*Prompt:*
The listing beneath should be written out in full, exactly as shown.

*Material provided:*

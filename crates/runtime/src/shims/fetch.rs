use anyhow::{Result, anyhow, bail};
use boundary::Handle;
use platform::FetchRequest;
use std::cell::RefCell;
use std::rc::Rc;
use wasmtime::{Caller, Linker};

use crate::imports::MODULE;
use crate::memory::{read_str, write_result, write_str};
use crate::state::HostState;
use crate::value::{HostError, HostValue};

pub(super) fn register(linker: &mut Linker<HostState>) -> Result<()> {
    linker.func_wrap(MODULE, "request_new", request_new)?;
    linker.func_wrap(MODULE, "request_set_header", request_set_header)?;
    linker.func_wrap(MODULE, "request_set_body", request_set_body)?;
    linker.func_wrap(MODULE, "fetch", fetch)?;
    linker.func_wrap(MODULE, "response_status", response_status)?;
    linker.func_wrap(MODULE, "response_ok", response_ok)?;
    linker.func_wrap(MODULE, "response_header", response_header)?;
    linker.func_wrap(MODULE, "response_bytes", response_bytes)?;
    linker.func_wrap(MODULE, "promise_then", promise_then)?;
    Ok(())
}

const STANDARD_METHODS: &[&str] = &["DELETE", "GET", "HEAD", "OPTIONS", "POST", "PUT", "PATCH"];

/// Standard methods are case-normalized; anything else must be a valid
/// token and is kept as written.
fn normalize_method(method: &str) -> Result<String> {
    if method.is_empty() {
        return Ok("GET".to_string());
    }
    let token = method.bytes().all(|b| {
        b.is_ascii_alphanumeric() || b"!#$%&'*+-.^_`|~".contains(&b)
    });
    if !token {
        bail!("TypeError: '{method}' is not a valid HTTP method");
    }
    let upper = method.to_ascii_uppercase();
    Ok(if STANDARD_METHODS.contains(&upper.as_str()) {
        upper
    } else {
        method.to_string()
    })
}

fn request_new(
    mut caller: Caller<'_, HostState>,
    url_ptr: i32,
    url_len: i32,
    method_ptr: i32,
    method_len: i32,
    ret_ptr: i32,
) -> Result<()> {
    let url = read_str(&mut caller, url_ptr, url_len)?;
    let method = read_str(&mut caller, method_ptr, method_len)?;
    let outcome = normalize_method(&method).and_then(|method| {
        if url.is_empty() {
            bail!("TypeError: request url is empty");
        }
        let request = FetchRequest {
            method,
            ..FetchRequest::get(url)
        };
        Ok(HostValue::Request(Rc::new(RefCell::new(request))))
    });
    write_result(&mut caller, ret_ptr, outcome)
}

fn request_set_header(
    mut caller: Caller<'_, HostState>,
    request: i32,
    name_ptr: i32,
    name_len: i32,
    value_ptr: i32,
    value_len: i32,
) -> Result<()> {
    let request = caller.data().request(request)?;
    let name = read_str(&mut caller, name_ptr, name_len)?;
    let value = read_str(&mut caller, value_ptr, value_len)?;
    request.borrow_mut().headers.push((name, value));
    Ok(())
}

/// Accepts bytes, a string, or `null`/`undefined` to clear the body.
fn request_set_body(caller: Caller<'_, HostState>, request: i32, body: i32) -> Result<()> {
    let state = caller.data();
    let request = state.request(request)?;
    let body = match state.get(body)? {
        HostValue::Bytes(bytes) => Some(bytes.to_vec()),
        HostValue::String(text) => Some(text.as_bytes().to_vec()),
        HostValue::Undefined | HostValue::Null => None,
        _ => bail!("handle {} is not a valid request body", Handle::from_abi(body)),
    };
    request.borrow_mut().body = body;
    Ok(())
}

/// Start a fetch and return a promise for the response. A plain string is
/// taken as a GET of that url.
fn fetch(mut caller: Caller<'_, HostState>, input: i32) -> Result<i32> {
    let state = caller.data_mut();
    let request = match state.get(input)? {
        HostValue::Request(request) => request.borrow().clone(),
        HostValue::String(url) => FetchRequest::get(url.to_string()),
        _ => return Err(anyhow!("handle {} is not a request or url", Handle::from_abi(input))),
    };
    tracing::debug!(url = %request.url, method = %request.method, "fetch");
    let response = state.platform().net().fetch(request);
    let promise = state.pending.spawn(async move {
        response
            .await
            .map(|response| HostValue::Response(Rc::new(response)))
            .map_err(|err| HostError::from_anyhow(&err))
    });
    Ok(state.box_value(HostValue::Promise(promise)).to_abi())
}

fn response_status(caller: Caller<'_, HostState>, response: i32) -> Result<i32> {
    Ok(i32::from(caller.data().response(response)?.status))
}

fn response_ok(caller: Caller<'_, HostState>, response: i32) -> Result<i32> {
    Ok(i32::from(caller.data().response(response)?.ok()))
}

/// Returns 1 and writes the value when the header is present and readable.
fn response_header(
    mut caller: Caller<'_, HostState>,
    response: i32,
    name_ptr: i32,
    name_len: i32,
    out_ptr: i32,
) -> Result<i32> {
    let response = caller.data().response(response)?;
    let name = read_str(&mut caller, name_ptr, name_len)?;
    if !response.kind.is_transparent() {
        return Ok(0);
    }
    match response.header(&name) {
        Some(value) => {
            write_str(&mut caller, out_ptr, value)?;
            Ok(1)
        }
        None => Ok(0),
    }
}

/// Opaque responses read as an empty body.
fn response_bytes(mut caller: Caller<'_, HostState>, response: i32) -> Result<i32> {
    let state = caller.data_mut();
    let response = state.response(response)?;
    let body: Rc<[u8]> = if response.kind.is_transparent() {
        response.body.as_slice().into()
    } else {
        Rc::from(Vec::new())
    };
    Ok(state.box_value(HostValue::Bytes(body)).to_abi())
}

/// Either callback may be `null`. Reactions to a promise that already
/// settled run on the next microtask checkpoint.
fn promise_then(mut caller: Caller<'_, HostState>, promise: i32, on_ok: i32, on_err: i32) -> Result<()> {
    let state = caller.data_mut();
    let promise = state.promise(promise)?;
    let on_ok = state.optional_closure(on_ok)?;
    let on_err = state.optional_closure(on_err)?;
    if let Some(task) = promise.then(on_ok, on_err) {
        state.microtasks.push_back(task);
    }
    Ok(())
}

*Response to this task:*
filename crates/runtime/src/shims/fetch.rs
use anyhow::{Result, anyhow, bail};
use boundary::Handle;
use platform::FetchRequest;
use std::cell::RefCell;
use std::rc::Rc;
use wasmtime::{Caller, Linker};

use crate::imports::MODULE;
use crate::memory::{read_str, write_result, write_str};
use crate::state::HostState;
use crate::value::{HostError, HostValue};

pub(super) fn register(linker: &mut Linker<HostState>) -> Result<()> {
    linker.func_wrap(MODULE, "request_new", request_new)?;
    linker.func_wrap(MODULE, "request_set_header", request_set_header)?;
    linker.func_wrap(MODULE, "request_set_body", request_set_body)?;
    linker.func_wrap(MODULE, "fetch", fetch)?;
    linker.func_wrap(MODULE, "response_status", response_status)?;
    linker.func_wrap(MODULE, "response_ok", response_ok)?;
    linker.func_wrap(MODULE, "response_header", response_header)?;
    linker.func_wrap(MODULE, "response_bytes", response_bytes)?;
    linker.func_wrap(MODULE, "promise_then", promise_then)?;
    Ok(())
}

const STANDARD_METHODS: &[&str] = &["DELETE", "GET", "HEAD", "OPTIONS", "POST", "PUT", "PATCH"];

/// Standard methods are case-normalized; anything else must be a valid
/// token and is kept as written.
fn normalize_method(method: &str) -> Result<String> {
    if method.is_empty() {
        return Ok("GET".to_string());
    }
    let token = method.bytes().all(|b| {
        b.is_ascii_alphanumeric() || b"!#$%&'*+-.^_`|~".contains(&b)
    });
    if !token {
        bail!("TypeError: '{method}' is not a valid HTTP method");
    }
    let upper = method.to_ascii_uppercase();
    Ok(if STANDARD_METHODS.contains(&upper.as_str()) {
        upper
    } else {
        method.to_string()
    })
}

fn request_new(
    mut caller: Caller<'_, HostState>,
    url_ptr: i32,
    url_len: i32,
    method_ptr: i32,
    method_len: i32,
    ret_ptr: i32,
) -> Result<()> {
    let url = read_str(&mut caller, url_ptr, url_len)?;
    let method = read_str(&mut caller, method_ptr, method_len)?;
    let outcome = normalize_method(&method).and_then(|method| {
        if url.is_empty() {
            bail!("TypeError: request url is empty");
        }
        let request = FetchRequest {
            method,
            ..FetchRequest::get(url)
        };
        Ok(HostValue::Request(Rc::new(RefCell::new(request))))
    });
    write_result(&mut caller, ret_ptr, outcome)
}

fn request_set_header(
    mut caller: Caller<'_, HostState>,
    request: i32,
    name_ptr: i32,
    name_len: i32,
    value_ptr: i32,
    value_len: i32,
) -> Result<()> {
    let request = caller.data().request(request)?;
    let name = read_str(&mut caller, name_ptr, name_len)?;
    let value = read_str(&mut caller, value_ptr, value_len)?;
    request.borrow_mut().headers.push((name, value));
    Ok(())
}

/// Accepts bytes, a string, or `null`/`undefined` to clear the body.
fn request_set_body(caller: Caller<'_, HostState>, request: i32, body: i32) -> Result<()> {
    let state = caller.data();
    let request = state.request(request)?;
    let body = match state.get(body)? {
        HostValue::Bytes(bytes) => Some(bytes.to_vec()),
        HostValue::String(text) => Some(text.as_bytes().to_vec()),
        HostValue::Undefined | HostValue::Null => None,
        _ => bail!("handle {} is not a valid request body", Handle::from_abi(body)),
    };
    request.borrow_mut().body = body;
    Ok(())
}

/// Start a fetch and return a promise for the response. A plain string is
/// taken as a GET of that url.
fn fetch(mut caller: Caller<'_, HostState>, input: i32) -> Result<i32> {
    let state = caller.data_mut();
    let request = match state.get(input)? {
        HostValue::Request(request) => request.borrow().clone(),
        HostValue::String(url) => FetchRequest::get(url.to_string()),
        _ => return Err(anyhow!("handle {} is not a request or url", Handle::from_abi(input))),
    };
    tracing::debug!(url = %request.url, method = %request.method, "fetch");
    let response = state.platform().net().fetch(request);
    let promise = state.pending.spawn(async move {
        response
            .await
            .map(|response| HostValue::Response(Rc::new(response)))
            .map_err(|err| HostError::from_anyhow(&err))
    });
    Ok(state.box_value(HostValue::Promise(promise)).to_abi())
}

fn response_status(caller: Caller<'_, HostState>, response: i32) -> Result<i32> {
    Ok(i32::from(caller.data().response(response)?.status))
}

fn response_ok(caller: Caller<'_, HostState>, response: i32) -> Result<i32> {
    Ok(i32::from(caller.data().response(response)?.ok()))
}

/// Returns 1 and writes the value when the header is present and readable.
fn response_header(
    mut caller: Caller<'_, HostState>,
    response: i32,
    name_ptr: i32,
    name_len: i32,
    out_ptr: i32,
) -> Result<i32> {
    let response = caller.data().response(response)?;
    let name = read_str(&mut caller, name_ptr, name_len)?;
    if !response.kind.is_transparent() {
        return Ok(0);
    }
    match response.header(&name) {
        Some(value) => {
            write_str(&mut caller, out_ptr, value)?;
            Ok(1)
        }
        None => Ok(0),
    }
}

/// Opaque responses read as an empty body.
fn response_bytes(mut caller: Caller<'_, HostState>, response: i32) -> Result<i32> {
    let state = caller.data_mut();
    let response = state.response(response)?;
    let body: Rc<[u8]> = if response.kind.is_transparent() {
        response.body.as_slice().into()
    } else {
        Rc::from(Vec::new())
    };
    Ok(state.box_value(HostValue::Bytes(body)).to_abi())
}

/// Either callback may be `null`. Reactions to a promise that already
/// settled run on the next microtask checkpoint.
fn promise_then(mut caller: Caller<'_, HostState>, promise: i32, on_ok: i32, on_err: i32) -> Result<()> {
    let state = caller.data_mut();
    let promise = state.promise(promise)?;
    let on_ok = state.optional_closure(on_ok)?;
    let on_err = state.optional_closure(on_err)?;
    if let Some(task) = promise.then(on_ok, on_err) {
        state.microtasks.push_back(task);
    }
    Ok(())
}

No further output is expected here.